[Collected data]
== Segment start ==
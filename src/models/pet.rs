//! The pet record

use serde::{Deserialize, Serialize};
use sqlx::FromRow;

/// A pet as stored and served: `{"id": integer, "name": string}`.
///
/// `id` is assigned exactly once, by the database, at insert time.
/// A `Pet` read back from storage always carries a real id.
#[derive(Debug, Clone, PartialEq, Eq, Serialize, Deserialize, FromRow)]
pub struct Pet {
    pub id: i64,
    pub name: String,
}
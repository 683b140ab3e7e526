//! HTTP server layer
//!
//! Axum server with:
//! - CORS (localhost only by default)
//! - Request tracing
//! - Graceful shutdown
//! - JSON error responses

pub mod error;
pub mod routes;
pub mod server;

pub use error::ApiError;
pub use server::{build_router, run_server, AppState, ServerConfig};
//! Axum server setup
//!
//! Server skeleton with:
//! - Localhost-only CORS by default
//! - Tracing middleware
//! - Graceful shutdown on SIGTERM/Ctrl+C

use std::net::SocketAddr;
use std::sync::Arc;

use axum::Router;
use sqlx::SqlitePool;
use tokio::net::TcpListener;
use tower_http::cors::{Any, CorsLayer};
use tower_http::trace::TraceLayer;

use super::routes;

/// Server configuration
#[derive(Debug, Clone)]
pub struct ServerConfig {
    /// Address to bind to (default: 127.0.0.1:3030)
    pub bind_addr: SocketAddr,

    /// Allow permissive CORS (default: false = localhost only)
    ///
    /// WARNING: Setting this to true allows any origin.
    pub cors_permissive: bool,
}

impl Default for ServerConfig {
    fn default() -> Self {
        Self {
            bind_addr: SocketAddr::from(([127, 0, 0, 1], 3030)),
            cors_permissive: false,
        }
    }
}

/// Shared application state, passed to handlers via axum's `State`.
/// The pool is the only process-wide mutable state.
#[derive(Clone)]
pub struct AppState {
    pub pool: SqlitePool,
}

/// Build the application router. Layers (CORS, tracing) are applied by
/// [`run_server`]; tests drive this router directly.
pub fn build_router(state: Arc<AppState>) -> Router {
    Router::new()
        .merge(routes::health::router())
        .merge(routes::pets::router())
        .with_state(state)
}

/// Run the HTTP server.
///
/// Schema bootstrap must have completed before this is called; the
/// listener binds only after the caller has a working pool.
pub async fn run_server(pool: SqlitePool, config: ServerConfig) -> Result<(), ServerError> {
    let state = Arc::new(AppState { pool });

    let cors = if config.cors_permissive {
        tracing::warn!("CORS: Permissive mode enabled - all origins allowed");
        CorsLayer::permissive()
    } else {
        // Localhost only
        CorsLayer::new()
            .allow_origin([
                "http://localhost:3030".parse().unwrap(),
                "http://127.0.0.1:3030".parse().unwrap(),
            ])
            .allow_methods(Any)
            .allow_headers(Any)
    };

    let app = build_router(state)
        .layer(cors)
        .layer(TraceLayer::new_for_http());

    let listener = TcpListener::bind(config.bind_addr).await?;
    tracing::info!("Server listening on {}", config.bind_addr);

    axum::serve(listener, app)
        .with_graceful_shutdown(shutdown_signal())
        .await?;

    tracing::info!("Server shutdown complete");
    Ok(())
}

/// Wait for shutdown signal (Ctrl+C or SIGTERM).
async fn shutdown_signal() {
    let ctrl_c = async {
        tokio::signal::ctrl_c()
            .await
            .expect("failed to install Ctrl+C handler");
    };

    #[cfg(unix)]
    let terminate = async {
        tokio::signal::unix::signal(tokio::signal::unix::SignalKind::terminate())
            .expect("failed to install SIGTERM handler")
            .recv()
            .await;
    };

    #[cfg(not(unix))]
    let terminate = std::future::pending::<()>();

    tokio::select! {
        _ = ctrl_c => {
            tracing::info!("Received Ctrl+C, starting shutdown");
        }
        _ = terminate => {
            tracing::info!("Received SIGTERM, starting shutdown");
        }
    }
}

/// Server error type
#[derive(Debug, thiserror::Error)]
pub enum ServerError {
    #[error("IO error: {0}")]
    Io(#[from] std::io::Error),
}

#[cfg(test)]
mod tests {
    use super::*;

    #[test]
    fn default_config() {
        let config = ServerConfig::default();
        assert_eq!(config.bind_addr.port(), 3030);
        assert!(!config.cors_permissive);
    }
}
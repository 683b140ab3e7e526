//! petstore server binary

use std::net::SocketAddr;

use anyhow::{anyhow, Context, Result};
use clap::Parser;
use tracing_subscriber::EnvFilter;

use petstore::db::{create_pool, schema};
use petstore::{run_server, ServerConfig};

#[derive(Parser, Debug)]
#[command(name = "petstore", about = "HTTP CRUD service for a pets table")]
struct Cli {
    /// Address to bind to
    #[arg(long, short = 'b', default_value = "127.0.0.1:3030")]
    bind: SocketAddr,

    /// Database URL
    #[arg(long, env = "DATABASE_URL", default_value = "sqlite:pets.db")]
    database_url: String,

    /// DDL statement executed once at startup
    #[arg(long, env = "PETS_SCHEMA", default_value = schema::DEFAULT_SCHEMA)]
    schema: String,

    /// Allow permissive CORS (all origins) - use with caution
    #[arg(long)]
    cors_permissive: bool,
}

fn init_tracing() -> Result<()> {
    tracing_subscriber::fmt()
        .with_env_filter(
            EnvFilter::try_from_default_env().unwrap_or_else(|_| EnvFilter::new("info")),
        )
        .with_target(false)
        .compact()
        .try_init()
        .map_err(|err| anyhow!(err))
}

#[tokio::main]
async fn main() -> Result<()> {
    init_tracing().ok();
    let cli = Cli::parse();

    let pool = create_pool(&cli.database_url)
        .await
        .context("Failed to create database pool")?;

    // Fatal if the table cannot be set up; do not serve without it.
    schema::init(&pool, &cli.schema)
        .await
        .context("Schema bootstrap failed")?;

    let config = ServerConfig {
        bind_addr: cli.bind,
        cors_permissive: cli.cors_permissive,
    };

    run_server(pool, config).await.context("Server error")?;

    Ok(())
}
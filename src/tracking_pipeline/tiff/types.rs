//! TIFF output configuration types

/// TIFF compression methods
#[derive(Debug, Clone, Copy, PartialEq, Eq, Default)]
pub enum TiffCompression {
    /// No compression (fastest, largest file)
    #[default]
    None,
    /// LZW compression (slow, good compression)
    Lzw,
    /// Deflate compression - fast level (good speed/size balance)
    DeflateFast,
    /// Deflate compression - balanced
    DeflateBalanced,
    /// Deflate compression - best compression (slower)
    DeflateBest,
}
== Segment end ==
Retype the entries in full. Keep every line identical.

filename src/models/pet.rs
//! The pet record

use serde::{Deserialize, Serialize};
use sqlx::FromRow;

/// A pet as stored and served: `{"id": integer, "name": string}`.
///
/// `id` is assigned exactly once, by the database, at insert time.
/// A `Pet` read back from storage always carries a real id.
#[derive(Debug, Clone, PartialEq, Eq, Serialize, Deserialize, FromRow)]
pub struct Pet {
    pub id: i64,
    pub name: String,
}
repository 683b140ab3e7e526
//! HTTP server layer
//!
//! Axum server with:
//! - CORS (localhost only by default)
//! - Request tracing
//! - Graceful shutdown
//! - JSON error responses

pub mod error;
pub mod routes;
pub mod server;

pub use error::ApiError;
pub use server::{build_router, run_server, AppState, ServerConfig};
//! Axum server setup
//!
//! Server skeleton with:
//! - Localhost-only CORS by default
//! - Tracing middleware
//! - Graceful shutdown on SIGTERM/Ctrl+C

use std::net::SocketAddr;
use std::sync::Arc;

use axum::Router;
use sqlx::SqlitePool;
use tokio::net::TcpListener;
use tower_http::cors::{Any, CorsLayer};
use tower_http::trace::TraceLayer;

use super::routes;

/// Server configuration
#[derive(Debug, Clone)]
pub struct ServerConfig {
    /// Address to bind to (default: 127.0.0.1:3030)
    pub bind_addr: SocketAddr,

    /// Allow permissive CORS (default: false = localhost only)
    ///
    /// WARNING: Setting this to true allows any origin.
    pub cors_permissive: bool,
}

impl Default for ServerConfig {
    fn default() -> Self {
        Self {
            bind_addr: SocketAddr::from(([127, 0, 0, 1], 3030)),
            cors_permissive: false,
        }
    }
}

/// Shared application state, passed to handlers via axum's `State`.
/// The pool is the only process-wide mutable state.
#[derive(Clone)]
pub struct AppState {
    pub pool: SqlitePool,
}

/// Build the application router. Layers (CORS, tracing) are applied by
/// [`run_server`]; tests drive this router directly.
pub fn build_router(state: Arc<AppState>) -> Router {
    Router::new()
        .merge(routes::health::router())
        .merge(routes::pets::router())
        .with_state(state)
}

/// Run the HTTP server.
///
/// Schema bootstrap must have completed before this is called; the
/// listener binds only after the caller has a working pool.
pub async fn run_server(pool: SqlitePool, config: ServerConfig) -> Result<(), ServerError> {
    let state = Arc::new(AppState { pool });

    let cors = if config.cors_permissive {
        tracing::warn!("CORS: Permissive mode enabled - all origins allowed");
        CorsLayer::permissive()
    } else {
        // Localhost only
        CorsLayer::new()
            .allow_origin([
                "http://localhost:3030".parse().unwrap(),
                "http://127.0.0.1:3030".parse().unwrap(),
            ])
            .allow_methods(Any)
            .allow_headers(Any)
    };

    let app = build_router(state)
        .layer(cors)
        .layer(TraceLayer::new_for_http());

    let listener = TcpListener::bind(config.bind_addr).await?;
    tracing::info!("Server listening on {}", config.bind_addr);

    axum::serve(listener, app)
        .with_graceful_shutdown(shutdown_signal())
        .await?;

    tracing::info!("Server shutdown complete");
    Ok(())
}

/// Wait for shutdown signal (Ctrl+C or SIGTERM).
async fn shutdown_signal() {
    let ctrl_c = async {
        tokio::signal::ctrl_c()
            .await
            .expect("failed to install Ctrl+C handler");
    };

    #[cfg(unix)]
    let terminate = async {
        tokio::signal::unix::signal(tokio::signal::unix::SignalKind::terminate())
            .expect("failed to install SIGTERM handler")
            .recv()
            .await;
    };

    #[cfg(not(unix))]
    let terminate = std::future::pending::<()>();

    tokio::select! {
        _ = ctrl_c => {
            tracing::info!("Received Ctrl+C, starting shutdown");
        }
        _ = terminate => {
            tracing::info!("Received SIGTERM, starting shutdown");
        }
    }
}

/// Server error type
#[derive(Debug, thiserror::Error)]
pub enum ServerError {
    #[error("IO error: {0}")]
    Io(#[from] std::io::Error),
}

#[cfg(test)]
mod tests {
    use super::*;

    #[test]
    fn default_config() {
        let config = ServerConfig::default();
        assert_eq!(config.bind_addr.port(), 3030);
        assert!(!config.cors_permissive);
    }
}
repository 683b140ab3e7e526
//! petstore server binary

use std::net::SocketAddr;

use anyhow::{anyhow, Context, Result};
use clap::Parser;
use tracing_subscriber::EnvFilter;

use petstore::db::{create_pool, schema};
use petstore::{run_server, ServerConfig};

#[derive(Parser, Debug)]
#[command(name = "petstore", about = "HTTP CRUD service for a pets table")]
struct Cli {
    /// Address to bind to
    #[arg(long, short = 'b', default_value = "127.0.0.1:3030")]
    bind: SocketAddr,

    /// Database URL
    #[arg(long, env = "DATABASE_URL", default_value = "sqlite:pets.db")]
    database_url: String,

    /// DDL statement executed once at startup
    #[arg(long, env = "PETS_SCHEMA", default_value = schema::DEFAULT_SCHEMA)]
    schema: String,

    /// Allow permissive CORS (all origins) - use with caution
    #[arg(long)]
    cors_permissive: bool,
}

fn init_tracing() -> Result<()> {
    tracing_subscriber::fmt()
        .with_env_filter(
            EnvFilter::try_from_default_env().unwrap_or_else(|_| EnvFilter::new("info")),
        )
        .with_target(false)
        .compact()
        .try_init()
        .map_err(|err| anyhow!(err))
}

#[tokio::main]
async fn main() -> Result<()> {
    init_tracing().ok();
    let cli = Cli::parse();

    let pool = create_pool(&cli.database_url)
        .await
        .context("Failed to create database pool")?;

    // Fatal if the table cannot be set up; do not serve without it.
    schema::init(&pool, &cli.schema)
        .await
        .context("Schema bootstrap failed")?;

    let config = ServerConfig {
        bind_addr: cli.bind,
        cors_permissive: cli.cors_permissive,
    };

    run_server(pool, config).await.context("Server error")?;

    Ok(())
}
filename src/tracking_pipeline/tiff/types.rs
//! TIFF output configuration types

/// TIFF compression methods
#[derive(Debug, Clone, Copy, PartialEq, Eq, Default)]
pub enum TiffCompression {
    /// No compression (fastest, largest file)
    #[default]
    None,
    /// LZW compression (slow, good compression)
    Lzw,
    /// Deflate compression - fast level (good speed/size balance)
    DeflateFast,
    /// Deflate compression - balanced
    DeflateBalanced,
    /// Deflate compression - best compression (slower)
    DeflateBest,
}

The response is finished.